** Recorded data follows **
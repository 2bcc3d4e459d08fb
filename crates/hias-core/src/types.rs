use chrono::{DateTime, Utc};
use serde::{Deserialize, Serialize};

/// Identifier of the model variant bound to the agent (e.g. "xDNN").
pub type ModelTag = String;

/// The outcome of classifying a single feature vector.
#[derive(Debug, Clone, PartialEq, Serialize, Deserialize)]
pub struct Prediction {
    /// Winning class label.
    pub label: String,
    /// Normalised score of the winning class, in `[0, 1]`.
    pub confidence: f32,
}

/// Where a classification request came from.
#[derive(Debug, Clone, Copy, PartialEq, Eq, Serialize, Deserialize)]
#[serde(rename_all = "lowercase")]
pub enum ReportSource {
    Http,
    Mqtt,
    Local,
}

/// A classification result as published on the agent's results topic.
#[derive(Debug, Clone, Serialize, Deserialize)]
pub struct ClassificationReport {
    pub source: ReportSource,
    pub label: String,
    pub confidence: f32,
    pub model: ModelTag,
    pub timestamp: DateTime<Utc>,
}

impl ClassificationReport {
    pub fn new(source: ReportSource, model: impl Into<ModelTag>, prediction: &Prediction) -> Self {
        Self {
            source,
            label: prediction.label.clone(),
            confidence: prediction.confidence,
            model: model.into(),
            timestamp: Utc::now(),
        }
    }
}

/// Body of `POST /Inference`.
#[derive(Debug, Clone, Serialize, Deserialize)]
pub struct InferenceRequest {
    pub features: Vec<f32>,
}

/// Response of `POST /Inference`. Field names follow the HIAS wire format.
#[derive(Debug, Clone, Serialize, Deserialize)]
#[serde(rename_all = "PascalCase")]
pub struct InferenceResponse {
    pub response: String,
    pub message: String,
    pub diagnosis: String,
    pub confidence: f32,
}

impl InferenceResponse {
    pub fn ok(prediction: &Prediction) -> Self {
        Self {
            response: "OK".into(),
            message: format!("{} detected", prediction.label),
            diagnosis: prediction.label.clone(),
            confidence: prediction.confidence,
        }
    }
}

/// Presence states published on the status topic.
#[derive(Debug, Clone, Copy, PartialEq, Eq, Serialize, Deserialize)]
#[serde(rename_all = "UPPERCASE")]
pub enum AgentStatus {
    Online,
    Offline,
}

impl AgentStatus {
    pub fn as_str(&self) -> &'static str {
        match self {
            AgentStatus::Online => "ONLINE",
            AgentStatus::Offline => "OFFLINE",
        }
    }
}

impl std::fmt::Display for AgentStatus {
    fn fmt(&self, f: &mut std::fmt::Formatter<'_>) -> std::fmt::Result {
        f.write_str(self.as_str())
    }
}
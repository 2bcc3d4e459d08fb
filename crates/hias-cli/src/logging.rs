use hias_config::LoggingConfig;
use tracing_subscriber::EnvFilter;

/// Pick the log level: `--verbose` > `--quiet` > `--log-level` > config.
pub fn resolve_level<'a>(
    verbose: bool,
    quiet: bool,
    flag: Option<&'a str>,
    config: &'a LoggingConfig,
) -> &'a str {
    if verbose {
        "debug"
    } else if quiet {
        "error"
    } else {
        flag.unwrap_or(&config.level)
    }
}

/// Install the global subscriber. `RUST_LOG` overrides `level`.
pub fn init(config: &LoggingConfig, level: &str) {
    let filter = || EnvFilter::try_from_default_env().unwrap_or_else(|_| EnvFilter::new(level));

    // A subscriber may already be installed (tests); keep it.
    let _ = match config.format.as_str() {
        "json" => tracing_subscriber::fmt()
            .with_env_filter(filter())
            .json()
            .with_target(true)
            .try_init(),
        "compact" => tracing_subscriber::fmt()
            .with_env_filter(filter())
            .compact()
            .with_target(false)
            .try_init(),
        _ => tracing_subscriber::fmt()
            .with_env_filter(filter())
            .with_target(false)
            .try_init(),
    };
}

#[cfg(test)]
mod tests {
    use super::*;

    #[test]
    fn test_level_precedence() {
        let config = LoggingConfig {
            level: "warn".into(),
            ..LoggingConfig::default()
        };
        assert_eq!(resolve_level(true, false, Some("trace"), &config), "debug");
        assert_eq!(resolve_level(false, true, Some("trace"), &config), "error");
        assert_eq!(resolve_level(false, false, Some("trace"), &config), "trace");
        assert_eq!(resolve_level(false, false, None, &config), "warn");
    }
}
** End of Recorded data **
Restate all of the entries exactly, please.

repository 2bcc3d4e459d08fb
filename crates/hias-core/src/types.rs
use chrono::{DateTime, Utc};
use serde::{Deserialize, Serialize};

/// Identifier of the model variant bound to the agent (e.g. "xDNN").
pub type ModelTag = String;

/// The outcome of classifying a single feature vector.
#[derive(Debug, Clone, PartialEq, Serialize, Deserialize)]
pub struct Prediction {
    /// Winning class label.
    pub label: String,
    /// Normalised score of the winning class, in `[0, 1]`.
    pub confidence: f32,
}

/// Where a classification request came from.
#[derive(Debug, Clone, Copy, PartialEq, Eq, Serialize, Deserialize)]
#[serde(rename_all = "lowercase")]
pub enum ReportSource {
    Http,
    Mqtt,
    Local,
}

/// A classification result as published on the agent's results topic.
#[derive(Debug, Clone, Serialize, Deserialize)]
pub struct ClassificationReport {
    pub source: ReportSource,
    pub label: String,
    pub confidence: f32,
    pub model: ModelTag,
    pub timestamp: DateTime<Utc>,
}

impl ClassificationReport {
    pub fn new(source: ReportSource, model: impl Into<ModelTag>, prediction: &Prediction) -> Self {
        Self {
            source,
            label: prediction.label.clone(),
            confidence: prediction.confidence,
            model: model.into(),
            timestamp: Utc::now(),
        }
    }
}

/// Body of `POST /Inference`.
#[derive(Debug, Clone, Serialize, Deserialize)]
pub struct InferenceRequest {
    pub features: Vec<f32>,
}

/// Response of `POST /Inference`. Field names follow the HIAS wire format.
#[derive(Debug, Clone, Serialize, Deserialize)]
#[serde(rename_all = "PascalCase")]
pub struct InferenceResponse {
    pub response: String,
    pub message: String,
    pub diagnosis: String,
    pub confidence: f32,
}

impl InferenceResponse {
    pub fn ok(prediction: &Prediction) -> Self {
        Self {
            response: "OK".into(),
            message: format!("{} detected", prediction.label),
            diagnosis: prediction.label.clone(),
            confidence: prediction.confidence,
        }
    }
}

/// Presence states published on the status topic.
#[derive(Debug, Clone, Copy, PartialEq, Eq, Serialize, Deserialize)]
#[serde(rename_all = "UPPERCASE")]
pub enum AgentStatus {
    Online,
    Offline,
}

impl AgentStatus {
    pub fn as_str(&self) -> &'static str {
        match self {
            AgentStatus::Online => "ONLINE",
            AgentStatus::Offline => "OFFLINE",
        }
    }
}

impl std::fmt::Display for AgentStatus {
    fn fmt(&self, f: &mut std::fmt::Formatter<'_>) -> std::fmt::Result {
        f.write_str(self.as_str())
    }
}
repository 2bcc3d4e459d08fb
filename crates/hias-cli/src/logging.rs
use hias_config::LoggingConfig;
use tracing_subscriber::EnvFilter;

/// Pick the log level: `--verbose` > `--quiet` > `--log-level` > config.
pub fn resolve_level<'a>(
    verbose: bool,
    quiet: bool,
    flag: Option<&'a str>,
    config: &'a LoggingConfig,
) -> &'a str {
    if verbose {
        "debug"
    } else if quiet {
        "error"
    } else {
        flag.unwrap_or(&config.level)
    }
}

/// Install the global subscriber. `RUST_LOG` overrides `level`.
pub fn init(config: &LoggingConfig, level: &str) {
    let filter = || EnvFilter::try_from_default_env().unwrap_or_else(|_| EnvFilter::new(level));

    // A subscriber may already be installed (tests); keep it.
    let _ = match config.format.as_str() {
        "json" => tracing_subscriber::fmt()
            .with_env_filter(filter())
            .json()
            .with_target(true)
            .try_init(),
        "compact" => tracing_subscriber::fmt()
            .with_env_filter(filter())
            .compact()
            .with_target(false)
            .try_init(),
        _ => tracing_subscriber::fmt()
            .with_env_filter(filter())
            .with_target(false)
            .try_init(),
    };
}

#[cfg(test)]
mod tests {
    use super::*;

    #[test]
    fn test_level_precedence() {
        let config = LoggingConfig {
            level: "warn".into(),
            ..LoggingConfig::default()
        };
        assert_eq!(resolve_level(true, false, Some("trace"), &config), "debug");
        assert_eq!(resolve_level(false, true, Some("trace"), &config), "error");
        assert_eq!(resolve_level(false, false, Some("trace"), &config), "trace");
        assert_eq!(resolve_level(false, false, None, &config), "warn");
    }
}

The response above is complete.